Triple-negative breast cancer (TNBC) is the most lethal subtype of breast cancer due to its aggressive clinical features and the lack of effective targeted therapeutics. Mitochondrial metabolism is intimately linked to TNBC progression and therapeutic resistance and is an attractive therapeutic target for TNBC. Here, it is first reported that human transmembrane protein 65 (TMEM65), a poorly characterized mitochondrial inner-membrane protein-encoding gene in human cancer, acts as a novel oncogene in TNBC to promote tumor growth, metastasis, and cisplatin resistance both in vivo and in vitro. Transcription factor MYC and DNA demethylase ten-eleven translocation 3 (TET3) coordinately upregulate TMEM65 in TNBC, and its upregulation is associated with poor patient survival. Moreover, pharmacological inhibition or knockdown of MYC and TET3 attenuates TMEM65-driven TNBC progression. Mechanistic investigations reveal that TMEM65 enhances mitochondrial oxidative phosphorylation and its byproduct reactive oxygen species (ROS) production.
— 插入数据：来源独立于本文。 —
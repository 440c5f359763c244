//! Core data model shared by every stage of the message pipeline.

use std::time::{Duration, Instant};

use joe_core::redact::Redacted;
use serde::{Deserialize, Serialize};

/// A message as it arrives from the chat transport, before validation.
#[derive(Debug, Clone, Serialize, Deserialize)]
pub struct IncomingMessage {
    pub channel_id: String,
    pub channel_type: String,
    pub user_id: String,
    pub text: String,
    pub is_bot: bool,
    pub subtype: String,
    pub timestamp: chrono::DateTime<chrono::Utc>,
    pub thread_id: Option<String>,
    pub session_id: Option<String>,
    pub snippet_url: Option<String>,
}

/// Why a message was dropped before reaching the dispatcher.
#[derive(Debug, Clone, Copy, PartialEq, Eq)]
pub enum DropReason {
    BotOrSystem,
    ThreadReply,
    Unsupported,
    ChannelMissing,
}

/// Lifecycle status of an in-flight reply. Transitions are monotone:
/// `None -> Running -> {Ok, Error}`. Once `Ok` or `Error` is reached the
/// message is done; it never regresses.
#[derive(Debug, Clone, Copy, PartialEq, Eq)]
pub enum Status {
    None,
    Running,
    Ok,
    Error,
}

impl Status {
    pub fn can_transition_to(self, next: Status) -> bool {
        use Status::*;
        matches!(
            (self, next),
            (None, Running) | (None, Ok) | (None, Error) | (Running, Ok) | (Running, Error)
        )
    }
}

#[derive(Debug, Clone, Copy, PartialEq, Eq)]
pub enum MessageType {
    Default,
    Thread,
    Ephemeral,
}

/// A reply in progress. `text` only ever grows, via [`Message::append`].
#[derive(Debug, Clone)]
pub struct Message {
    pub message_id: Option<String>,
    pub command_id: uuid::Uuid,
    pub user_id: String,
    pub channel_id: String,
    pub thread_id: Option<String>,
    pub message_type: MessageType,
    pub text: String,
    pub status: Status,
    pub created_at: Instant,
    pub notify_at: Option<Instant>,
}

impl Message {
    pub fn new(incoming: &IncomingMessage) -> Self {
        let message_type = if incoming.thread_id.is_some() {
            MessageType::Thread
        } else {
            MessageType::Default
        };

        Self {
            message_id: None,
            command_id: uuid::Uuid::new_v4(),
            user_id: incoming.user_id.clone(),
            channel_id: incoming.channel_id.clone(),
            thread_id: incoming.thread_id.clone(),
            message_type,
            text: String::new(),
            status: Status::None,
            created_at: Instant::now(),
            notify_at: None,
        }
    }

    /// `is_published ⇔ message_id ≠ ∅ ∧ channel_id ≠ ∅` (invariant 3).
    pub fn is_published(&self) -> bool {
        self.message_id.is_some() && !self.channel_id.is_empty()
    }

    /// A standalone reply with no originating command, used by the idle
    /// sweeper's per-channel summary message.
    pub fn for_channel(channel_id: &str) -> Self {
        Self {
            message_id: None,
            command_id: uuid::Uuid::new_v4(),
            user_id: String::new(),
            channel_id: channel_id.to_string(),
            thread_id: None,
            message_type: MessageType::Default,
            text: String::new(),
            status: Status::None,
            created_at: Instant::now(),
            notify_at: None,
        }
    }

    /// Grows `text` by joining with a blank line, per the message-text
    /// append law: appending never truncates or rewrites prior content.
    pub fn append(&mut self, addition: &str) {
        if self.text.is_empty() {
            self.text = addition.to_string();
        } else {
            self.text.push_str("\n\n");
            self.text.push_str(addition);
        }
    }

    /// Replace the text outright (used only for the explain command's
    /// "Plan:" -> "Plan with execution:" rewrite).
    pub fn replace(&mut self, text: String) {
        self.text = text;
    }

    pub fn set_status(&mut self, next: Status) {
        debug_assert!(
            self.status.can_transition_to(next),
            "illegal status transition {:?} -> {:?}",
            self.status,
            next
        );
        self.status = next;
    }
}

#[derive(Debug, Clone, Serialize, Deserialize)]
pub struct UserInfo {
    pub id: String,
    pub name: String,
    pub real_name: String,
}

/// A request-rate window. `request` enforces the limit and rolls the
/// window forward; see [`crate::quota`].
#[derive(Debug, Clone)]
pub struct Quota {
    pub window_start: Instant,
    pub count: u32,
    pub limit: u32,
    pub interval: Duration,
}

impl Quota {
    pub fn new(limit: u32, interval: Duration) -> Self {
        Self {
            window_start: Instant::now(),
            count: 0,
            limit,
            interval,
        }
    }
}

/// Connection parameters for a clone, as handed back by Database Lab.
#[derive(Debug, Clone)]
pub struct CloneDb {
    pub host: String,
    pub port: u16,
    pub username: String,
    pub password: Redacted<String>,
    pub dbname: String,
    pub sslmode: String,
}

impl CloneDb {
    pub fn connection_string(&self) -> Redacted<String> {
        Redacted::new(format!(
            "host={} port={} user={} password={} dbname={} sslmode={}",
            self.host,
            self.port,
            self.username,
            self.password.expose(),
            self.dbname,
            self.sslmode
        ))
    }
}

/// A Database Lab clone, as returned by the Database Lab client.
#[derive(Debug, Clone)]
pub struct DbClone {
    pub id: String,
    pub status: String,
    pub db: CloneDb,
    pub max_idle_minutes: u32,
    pub data_state_at: String,
}

/// The clone + live connection + connection params, kept as a single
/// optional unit: a session either has all three or none of them.
pub struct CloneHandle {
    pub clone: DbClone,
    pub connection: Box<dyn crate::db::DbConnection>,
}

impl std::fmt::Debug for CloneHandle {
    fn fmt(&self, f: &mut std::fmt::Formatter<'_>) -> std::fmt::Result {
        f.debug_struct("CloneHandle")
            .field("clone", &self.clone)
            .finish_non_exhaustive()
    }
}

/// A user's session: rate limiting state plus, once started, a clone.
#[derive(Debug)]
pub struct Session {
    pub platform_session_id: Option<String>,
    pub quota: Quota,
    pub last_action_ts: Instant,
    pub channel_id: Option<String>,
    pub clone_handle: Option<CloneHandle>,
}

impl Session {
    pub fn new(limit: u32, interval: Duration) -> Self {
        Self {
            platform_session_id: None,
            quota: Quota::new(limit, interval),
            last_action_ts: Instant::now(),
            channel_id: None,
            clone_handle: None,
        }
    }

    pub fn is_active(&self) -> bool {
        self.clone_handle.is_some()
    }
}

#[derive(Debug)]
pub struct User {
    pub user_info: UserInfo,
    pub session: Session,
}

/// The twelve psql meta-commands joe accepts, plus the `\d`/`\d+` and
/// `\l`/`\l+` core pair.
#[derive(Debug, Clone, Copy, PartialEq, Eq)]
pub enum PsqlMeta {
    D,
    DPlus,
    Dt,
    DtPlus,
    Di,
    DiPlus,
    L,
    LPlus,
    Dv,
    DvPlus,
    Dm,
    DmPlus,
}

impl PsqlMeta {
    pub fn as_str(self) -> &'static str {
        match self {
            PsqlMeta::D => "\\d",
            PsqlMeta::DPlus => "\\d+",
            PsqlMeta::Dt => "\\dt",
            PsqlMeta::DtPlus => "\\dt+",
            PsqlMeta::Di => "\\di",
            PsqlMeta::DiPlus => "\\di+",
            PsqlMeta::L => "\\l",
            PsqlMeta::LPlus => "\\l+",
            PsqlMeta::Dv => "\\dv",
            PsqlMeta::DvPlus => "\\dv+",
            PsqlMeta::Dm => "\\dm",
            PsqlMeta::DmPlus => "\\dm+",
        }
    }

    pub fn parse(word: &str) -> Option<Self> {
        Some(match word {
            "\\d" => PsqlMeta::D,
            "\\d+" => PsqlMeta::DPlus,
            "\\dt" => PsqlMeta::Dt,
            "\\dt+" => PsqlMeta::DtPlus,
            "\\di" => PsqlMeta::Di,
            "\\di+" => PsqlMeta::DiPlus,
            "\\l" => PsqlMeta::L,
            "\\l+" => PsqlMeta::LPlus,
            "\\dv" => PsqlMeta::Dv,
            "\\dv+" => PsqlMeta::DvPlus,
            "\\dm" => PsqlMeta::Dm,
            "\\dm+" => PsqlMeta::DmPlus,
            _ => return None,
        })
    }
}

/// The command word a message dispatches to.
#[derive(Debug, Clone, Copy, PartialEq, Eq)]
pub enum CommandKind {
    Explain,
    Plan,
    Exec,
    Reset,
    Help,
    Hypo,
    Activity,
    Terminate,
    Psql(PsqlMeta),
}

impl CommandKind {
    pub fn parse(word: &str) -> Option<Self> {
        if let Some(meta) = PsqlMeta::parse(word) {
            return Some(CommandKind::Psql(meta));
        }

        Some(match word {
            "explain" => CommandKind::Explain,
            "plan" => CommandKind::Plan,
            "exec" => CommandKind::Exec,
            "reset" => CommandKind::Reset,
            "help" => CommandKind::Help,
            "hypo" => CommandKind::Hypo,
            "activity" => CommandKind::Activity,
            "terminate" => CommandKind::Terminate,
            _ => return None,
        })
    }
}

impl std::fmt::Display for CommandKind {
    fn fmt(&self, f: &mut std::fmt::Formatter<'_>) -> std::fmt::Result {
        match self {
            CommandKind::Explain => write!(f, "explain"),
            CommandKind::Plan => write!(f, "plan"),
            CommandKind::Exec => write!(f, "exec"),
            CommandKind::Reset => write!(f, "reset"),
            CommandKind::Help => write!(f, "help"),
            CommandKind::Hypo => write!(f, "hypo"),
            CommandKind::Activity => write!(f, "activity"),
            CommandKind::Terminate => write!(f, "terminate"),
            CommandKind::Psql(meta) => write!(f, "{}", meta.as_str()),
        }
    }
}

/// An audit/history row for one dispatched command.
#[derive(Debug, Clone, Serialize, Deserialize)]
pub struct CommandRecord {
    pub id: uuid::Uuid,
    pub user_id: String,
    pub user_name: String,
    pub real_name: String,
    pub command: String,
    pub query: String,
    pub response: Option<String>,
    pub plan_text: Option<String>,
    pub plan_exec_text: Option<String>,
    pub plan_exec_json: Option<String>,
    pub recommendations: Option<String>,
    pub stats: Option<String>,
    pub error: Option<String>,
    pub command_link: Option<String>,
    pub created_at: chrono::DateTime<chrono::Utc>,
}

impl CommandRecord {
    pub fn new(user: &UserInfo, command: CommandKind, query: &str) -> Self {
        Self {
            id: uuid::Uuid::new_v4(),
            user_id: user.id.clone(),
            user_name: user.name.clone(),
            real_name: user.real_name.clone(),
            command: command.to_string(),
            query: query.to_string(),
            response: None,
            plan_text: None,
            plan_exec_text: None,
            plan_exec_json: None,
            recommendations: None,
            stats: None,
            error: None,
            command_link: None,
            created_at: chrono::Utc::now(),
        }
    }
}

#[cfg(test)]
mod tests {
    use super::*;

    #[test]
    fn status_transitions_are_monotone() {
        assert!(Status::None.can_transition_to(Status::Running));
        assert!(Status::Running.can_transition_to(Status::Ok));
        assert!(Status::Running.can_transition_to(Status::Error));
        assert!(!Status::Ok.can_transition_to(Status::Running));
        assert!(!Status::Error.can_transition_to(Status::Ok));
    }

    #[test]
    fn message_append_only_grows() {
        let incoming = IncomingMessage {
            channel_id: "C1".into(),
            channel_type: "channel".into(),
            user_id: "U1".into(),
            text: "explain select 1".into(),
            is_bot: false,
            subtype: String::new(),
            timestamp: chrono::Utc::now(),
            thread_id: None,
            session_id: None,
            snippet_url: None,
        };
        let mut msg = Message::new(&incoming);
        msg.append("first");
        msg.append("second");
        assert_eq!(msg.text, "first\n\nsecond");
    }

    #[test]
    fn redacted_password_never_appears_in_debug_output() {
        let db = CloneDb {
            host: "localhost".into(),
            port: 6000,
            username: "joe_ann".into(),
            password: Redacted::new("hunter2".into()),
            dbname: "postgres".into(),
            sslmode: "disable".into(),
        };
        let printed = format!("{db:?}");
        assert!(!printed.contains("hunter2"));
    }

    #[test]
    fn psql_meta_round_trips() {
        for word in ["\\d", "\\d+", "\\dt", "\\l", "\\dm+"] {
            let meta = PsqlMeta::parse(word).expect("should parse");
            assert_eq!(meta.as_str(), word);
        }
    }
}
Increased ROS induces the expression of hypoxia-inducible factor 1α (HIF1α), which in turn transcriptionally activates serpin family B member 3 (SERPINB3) to enhance TNBC stemness, thus leading to TNBC progression and cisplatin resistance. Collectively, these findings identify TMEM65 as a vital oncogene of TNBC, unveil its regulatory mechanisms, and shed light on its potential role in TNBC therapy.

查看原文本刊更多论文

MYC/ tet3调控的TMEM65激活OXPHOS-SERPINB3通路促进三阴性乳腺癌进展和顺铂耐药

三阴性乳腺癌（TNBC）是最致命的乳腺癌亚型，由于其侵袭性的临床特征和缺乏有效的靶向治疗。线粒体代谢与TNBC的进展和治疗耐药性密切相关，是TNBC的一个有吸引力的治疗靶点。本文首次报道，人类跨膜蛋白65 （TMEM65）是人类癌症中一个特征不明确的线粒体膜蛋白编码基因，在TNBC中作为一种新的致癌基因，在体内和体外促进肿瘤生长、转移和顺铂耐药。转录因子MYC和DNA去甲基酶10 - 11易位3 （TET3）在TNBC中协同上调TMEM65，其上调与患者生存率低有关。此外，药物抑制或敲低MYC和TET3可减弱tmem65驱动的TNBC进展。机制研究表明，TMEM65增强线粒体氧化磷酸化及其副产物活性氧（ROS）的产生。升高的ROS诱导缺氧诱导因子1α (HIF1α)的表达，进而转录激活serpin家族B成员3 (SERPINB3)，增强TNBC的干性，从而导致TNBC进展和顺铂耐药。总的来说，这些发现确定了TMEM65是TNBC的一个重要癌基因，揭示了其调控机制，并阐明了其在TNBC治疗中的潜在作用。

本文章由计算机程序翻译，如有差异，请以英文原文为准。

求助全文

约1分钟内获得全文求助全文

来源期刊

Advanced Science CHEMISTRY, MULTIDISCIPLINARYNANOSCIENCE &-NANOSCIENCE & NANOTECHNOLOGY

CiteScore

18.90

自引率

2.60%

发文量

1602

审稿时长

1.9 months

期刊介绍： Advanced Science is a prestigious open access journal that focuses on interdisciplinary research in materials science, physics, chemistry, medical and life sciences, and engineering. The journal aims to promote cutting-edge research by employing a rigorous and impartial review process. It is committed to presenting research articles with the highest quality production standards, ensuring maximum accessibility of top scientific findings. With its vibrant and innovative publication platform, Advanced Science seeks to revolutionize the dissemination and organization of scientific knowledge.